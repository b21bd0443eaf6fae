//! JSON-RPC 2.0 message model for the AZM control protocol.
//!
//! One JSON value per line. Outbound requests carry `params` as a single
//! object or an array of objects; both shapes normalize to [`Params`].

use serde::{Deserialize, Serialize};
use serde_json::Value;

use crate::error::{AzmError, Result};
use crate::types::{DeviceError, FormatTag, ParamEntry, ParameterValue};

const JSONRPC_VERSION: &str = "2.0";

/// Protocol methods
#[derive(Debug, Clone, Copy, Serialize, Deserialize, PartialEq, Eq, Hash)]
#[serde(rename_all = "camelCase")]
pub enum Method {
    Set,
    Bmp,
    Sub,
    Unsub,
    Get,
    Update,
    GetResp,
    Error,
    Result,
}

impl Method {
    /// Wire name of the method
    pub fn as_str(self) -> &'static str {
        match self {
            Method::Set => "set",
            Method::Bmp => "bmp",
            Method::Sub => "sub",
            Method::Unsub => "unsub",
            Method::Get => "get",
            Method::Update => "update",
            Method::GetResp => "getResp",
            Method::Error => "error",
            Method::Result => "result",
        }
    }

    fn from_name(name: &str) -> Option<Self> {
        let method = match name {
            "set" => Method::Set,
            "bmp" => Method::Bmp,
            "sub" => Method::Sub,
            "unsub" => Method::Unsub,
            "get" => Method::Get,
            "update" => Method::Update,
            "getResp" => Method::GetResp,
            "error" => Method::Error,
            "result" => Method::Result,
            _ => return None,
        };
        Some(method)
    }
}

/// `params` payload: one object or a batch
#[derive(Debug, Clone, PartialEq, Serialize)]
#[serde(untagged)]
pub enum Params {
    Single(ParamEntry),
    Batch(Vec<ParamEntry>),
}

impl Params {
    /// Use the single-object form for one entry, the array form otherwise
    pub fn from_entries(mut entries: Vec<ParamEntry>) -> Self {
        if entries.len() == 1 {
            if let Some(entry) = entries.pop() {
                return Params::Single(entry);
            }
        }
        Params::Batch(entries)
    }

    /// Normalized view over both shapes
    pub fn entries(&self) -> &[ParamEntry] {
        match self {
            Params::Single(entry) => std::slice::from_ref(entry),
            Params::Batch(entries) => entries,
        }
    }
}

/// Outbound request
#[derive(Debug, Clone, PartialEq)]
pub struct Request {
    pub method: Method,
    pub params: Params,
    /// Present when an explicit `{"result":"OK","id":N}` reply is wanted
    pub id: Option<u64>,
}

#[derive(Serialize)]
struct WireRequest<'a> {
    jsonrpc: &'static str,
    method: Method,
    params: &'a Params,
    #[serde(skip_serializing_if = "Option::is_none")]
    id: Option<u64>,
}

impl Request {
    /// Create a fire-and-forget request
    pub fn new(method: Method, params: Params) -> Self {
        Self {
            method,
            params,
            id: None,
        }
    }

    /// Ask the device to acknowledge with `id`
    pub fn with_id(mut self, id: u64) -> Self {
        self.id = Some(id);
        self
    }

    /// Serialize to a single JSON line, without the terminator
    pub fn encode(&self) -> Result<String> {
        let wire = WireRequest {
            jsonrpc: JSONRPC_VERSION,
            method: self.method,
            params: &self.params,
            id: self.id,
        };
        Ok(serde_json::to_string(&wire)?)
    }
}

/// A decoded frame
#[derive(Debug, Clone, PartialEq)]
pub enum Message {
    /// Outbound-style request (`set`, `bmp`, `sub`, `unsub`, `get`)
    Request(Request),
    /// Pushed change on a subscribed parameter
    Update(Vec<ParamEntry>),
    /// Reply to a `get`
    GetResp(Vec<ParamEntry>),
    /// Reply correlated by id; `error` is set for anything but `"OK"`
    Response { id: u64, error: Option<String> },
    /// Uncorrelated device error
    DeviceError(DeviceError),
}

#[derive(Deserialize)]
struct RawMessage {
    #[serde(default)]
    method: Option<String>,
    #[serde(default)]
    params: Option<Value>,
    #[serde(default)]
    result: Option<Value>,
    #[serde(default)]
    error: Option<Value>,
    #[serde(default)]
    id: Option<Value>,
}

/// Decode one JSON line into a [`Message`]
pub fn decode_message(line: &str) -> Result<Message> {
    let raw: RawMessage = serde_json::from_str(line)
        .map_err(|e| AzmError::Protocol(format!("malformed frame: {}", e)))?;
    let id = raw.id.as_ref().and_then(Value::as_u64);

    let Some(name) = raw.method.as_deref() else {
        return match (id, raw.result, raw.error) {
            (Some(id), _, Some(error)) => Ok(Message::Response {
                id,
                error: Some(error_message(&error)),
            }),
            (Some(id), Some(result), None) => Ok(Message::Response {
                id,
                error: result_error(&result),
            }),
            // `"id": null`, e.g. the device could not parse our request
            (None, _, Some(error)) => Ok(Message::DeviceError(DeviceError {
                message: error_message(&error),
                id: None,
            })),
            _ => Err(AzmError::Protocol("unclassified frame".to_string())),
        };
    };

    let method = Method::from_name(name)
        .ok_or_else(|| AzmError::Protocol(format!("unknown method: {}", name)))?;

    match method {
        Method::Update => Ok(Message::Update(parse_entries(raw.params.as_ref()))),
        Method::GetResp => Ok(Message::GetResp(parse_entries(raw.params.as_ref()))),
        Method::Error => {
            let message = raw
                .params
                .as_ref()
                .or(raw.error.as_ref())
                .map(error_message)
                .unwrap_or_else(|| "unspecified device error".to_string());
            match id {
                Some(id) => Ok(Message::Response {
                    id,
                    error: Some(message),
                }),
                None => Ok(Message::DeviceError(DeviceError { message, id: None })),
            }
        }
        Method::Result => {
            let id = id.ok_or_else(|| AzmError::Protocol("result without id".to_string()))?;
            let result = raw.result.or(raw.params).unwrap_or(Value::Null);
            Ok(Message::Response {
                id,
                error: result_error(&result),
            })
        }
        Method::Set | Method::Bmp | Method::Sub | Method::Unsub | Method::Get => {
            Ok(Message::Request(Request {
                method,
                params: Params::from_entries(parse_entries(raw.params.as_ref())),
                id,
            }))
        }
    }
}

fn result_error(result: &Value) -> Option<String> {
    if result.as_str() == Some("OK") {
        None
    } else {
        Some(format!("unexpected result: {}", result))
    }
}

fn error_message(value: &Value) -> String {
    if let Some(text) = value.as_str() {
        return text.to_string();
    }
    value
        .get("message")
        .and_then(Value::as_str)
        .map(str::to_string)
        .unwrap_or_else(|| value.to_string())
}

/// Parse `params` leniently: invalid entries are logged and skipped
fn parse_entries(params: Option<&Value>) -> Vec<ParamEntry> {
    let items: Vec<&Value> = match params {
        None | Some(Value::Null) => return Vec::new(),
        Some(Value::Array(items)) => items.iter().collect(),
        Some(other) => vec![other],
    };

    items
        .into_iter()
        .filter_map(|item| match parse_entry(item) {
            Ok(entry) => Some(entry),
            Err(e) => {
                tracing::warn!("Skipping param entry {}: {}", item, e);
                None
            }
        })
        .collect()
}

fn parse_entry(item: &Value) -> Result<ParamEntry> {
    let obj = item
        .as_object()
        .ok_or_else(|| AzmError::Protocol("param entry is not an object".to_string()))?;

    let param = obj
        .get("param")
        .and_then(Value::as_str)
        .ok_or_else(|| AzmError::Protocol("param entry without name".to_string()))?;

    for format in FormatTag::ALL {
        let Some(raw) = obj.get(format.key()) else {
            continue;
        };
        let value = match (format, raw) {
            (FormatTag::Str, Value::String(s)) => ParameterValue::Text(s.clone()),
            (FormatTag::Val | FormatTag::Pct, Value::Number(n)) => n
                .as_f64()
                .map(ParameterValue::Number)
                .ok_or_else(|| AzmError::Protocol(format!("unrepresentable number {}", n)))?,
            _ => {
                return Err(AzmError::Protocol(format!(
                    "{} carries the wrong type: {}",
                    format, raw
                )))
            }
        };
        return Ok(ParamEntry::with_value(param, format, value));
    }

    let format = obj
        .get("fmt")
        .and_then(Value::as_str)
        .ok_or_else(|| AzmError::Protocol(format!("{} has neither value nor fmt", param)))?
        .parse()?;

    Ok(ParamEntry::format_only(param, format))
}

#[cfg(test)]
mod tests {
    use super::*;
    use proptest::prelude::*;

    fn roundtrip(request: &Request) -> Request {
        match decode_message(&request.encode().unwrap()).unwrap() {
            Message::Request(decoded) => decoded,
            other => panic!("expected request, got {:?}", other),
        }
    }

    #[test]
    fn encodes_single_set_with_id() {
        let request = Request::new(
            Method::Set,
            Params::Single(ParamEntry::with_value("ZoneGain_0", FormatTag::Val, -20.0)),
        )
        .with_id(7);

        assert_eq!(
            request.encode().unwrap(),
            r#"{"jsonrpc":"2.0","method":"set","params":{"param":"ZoneGain_0","val":-20},"id":7}"#
        );
    }

    #[test]
    fn encodes_batch_subscription_without_id() {
        let request = Request::new(
            Method::Sub,
            Params::Batch(vec![
                ParamEntry::format_only("ZoneName_0", FormatTag::Str),
                ParamEntry::format_only("ZoneGain_0", FormatTag::Val),
            ]),
        );

        assert_eq!(
            request.encode().unwrap(),
            r#"{"jsonrpc":"2.0","method":"sub","params":[{"param":"ZoneName_0","fmt":"str"},{"param":"ZoneGain_0","fmt":"val"}]}"#
        );
    }

    fn param_strategy() -> impl Strategy<Value = String> {
        prop::string::string_regex(r"(Zone|Source|Mix)(Gain|Mute|Name)_[0-9]{1,2}").unwrap()
    }

    /// Whole numbers and one-decimal values, which survive the JSON text form exactly
    fn valued_entry_strategy() -> impl Strategy<Value = ParamEntry> {
        let value = prop_oneof![
            (-100_000i64..100_000)
                .prop_map(|n| (FormatTag::Val, ParameterValue::Number(n as f64))),
            (-6_000i64..6_000)
                .prop_map(|n| (FormatTag::Val, ParameterValue::Number(n as f64 / 10.0))),
            (0i64..=1_000)
                .prop_map(|n| (FormatTag::Pct, ParameterValue::Number(n as f64 / 10.0))),
            "\\PC{0,24}".prop_map(|s| (FormatTag::Str, ParameterValue::Text(s))),
        ];
        (param_strategy(), value)
            .prop_map(|(param, (format, value))| ParamEntry::with_value(param, format, value))
    }

    fn format_entry_strategy() -> impl Strategy<Value = ParamEntry> {
        (param_strategy(), 0..FormatTag::ALL.len())
            .prop_map(|(param, format)| ParamEntry::format_only(param, FormatTag::ALL[format]))
    }

    /// A single entry is always sent in object form, so batches hold at least two
    fn params_strategy(entry: BoxedStrategy<ParamEntry>) -> impl Strategy<Value = Params> {
        prop_oneof![
            entry.clone().prop_map(Params::Single),
            prop::collection::vec(entry, 2..5).prop_map(Params::Batch),
        ]
    }

    fn request_strategy() -> impl Strategy<Value = Request> {
        let valued = (
            prop_oneof![Just(Method::Set), Just(Method::Bmp)],
            params_strategy(valued_entry_strategy().boxed()),
        );
        let format_only = (
            prop_oneof![Just(Method::Sub), Just(Method::Unsub), Just(Method::Get)],
            params_strategy(format_entry_strategy().boxed()),
        );
        (prop_oneof![valued, format_only], prop::option::of(1u64..1_000_000)).prop_map(
            |((method, params), id)| {
                let request = Request::new(method, params);
                match id {
                    Some(id) => request.with_id(id),
                    None => request,
                }
            },
        )
    }

    proptest! {
        #[test]
        fn request_roundtrip_preserves_content(request in request_strategy()) {
            prop_assert_eq!(roundtrip(&request), request);
        }
    }

    #[test]
    fn decodes_get_resp_object_and_array() {
        let array = decode_message(
            r#"{"jsonrpc":"2.0","method":"getResp","params":[{"param":"ZoneGain_0","val":-20}]}"#,
        )
        .unwrap();
        assert_eq!(
            array,
            Message::GetResp(vec![ParamEntry::with_value("ZoneGain_0", FormatTag::Val, -20.0)])
        );

        let object = decode_message(
            r#"{"jsonrpc":"2.0","method":"update","params":{"param":"ZoneName_2","str":"Bar"}}"#,
        )
        .unwrap();
        assert_eq!(
            object,
            Message::Update(vec![ParamEntry::with_value("ZoneName_2", FormatTag::Str, "Bar")])
        );
    }

    #[test]
    fn skips_invalid_entries_but_keeps_the_rest() {
        let message = decode_message(
            r#"{"jsonrpc":"2.0","method":"update","params":[{"val":1},{"param":"A_0","str":3},{"param":"B_0","pct":55}]}"#,
        )
        .unwrap();
        assert_eq!(
            message,
            Message::Update(vec![ParamEntry::with_value("B_0", FormatTag::Pct, 55.0)])
        );
    }

    #[test]
    fn decodes_results_and_errors() {
        assert_eq!(
            decode_message(r#"{"jsonrpc":"2.0","result":"OK","id":3}"#).unwrap(),
            Message::Response { id: 3, error: None }
        );
        assert_eq!(
            decode_message(r#"{"jsonrpc":"2.0","method":"result","params":"OK","id":4}"#).unwrap(),
            Message::Response { id: 4, error: None }
        );
        assert!(matches!(
            decode_message(r#"{"jsonrpc":"2.0","result":"FAIL","id":5}"#).unwrap(),
            Message::Response { id: 5, error: Some(_) }
        ));
        assert_eq!(
            decode_message(r#"{"jsonrpc":"2.0","error":{"code":-32602,"message":"Invalid params"},"id":6}"#)
                .unwrap(),
            Message::Response {
                id: 6,
                error: Some("Invalid params".to_string())
            }
        );
        assert_eq!(
            decode_message(
                r#"{"jsonrpc":"2.0","error":{"code":-32700,"message":"Parse error"},"id":null}"#
            )
            .unwrap(),
            Message::DeviceError(DeviceError {
                message: "Parse error".to_string(),
                id: None
            })
        );
        assert_eq!(
            decode_message(r#"{"jsonrpc":"2.0","method":"error","params":{"message":"Out of range"}}"#)
                .unwrap(),
            Message::DeviceError(DeviceError {
                message: "Out of range".to_string(),
                id: None
            })
        );
    }

    #[test]
    fn rejects_malformed_and_unclassified_frames() {
        assert!(matches!(decode_message("{not json"), Err(AzmError::Protocol(_))));
        assert!(matches!(
            decode_message(r#"{"jsonrpc":"2.0","method":"reboot"}"#),
            Err(AzmError::Protocol(_))
        ));
        assert!(matches!(
            decode_message(r#"{"jsonrpc":"2.0"}"#),
            Err(AzmError::Protocol(_))
        ));
    }
}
^^^^
Beginning with the first line of the entries, repeat each line exactly until you have reproduced the one containing "use serde_json::Value;", and add nothing further.

repository b21bd0443eaf6fae
//! JSON-RPC 2.0 message model for the AZM control protocol.
//!
//! One JSON value per line. Outbound requests carry `params` as a single
//! object or an array of objects; both shapes normalize to [`Params`].

use serde::{Deserialize, Serialize};
use serde_json::Value;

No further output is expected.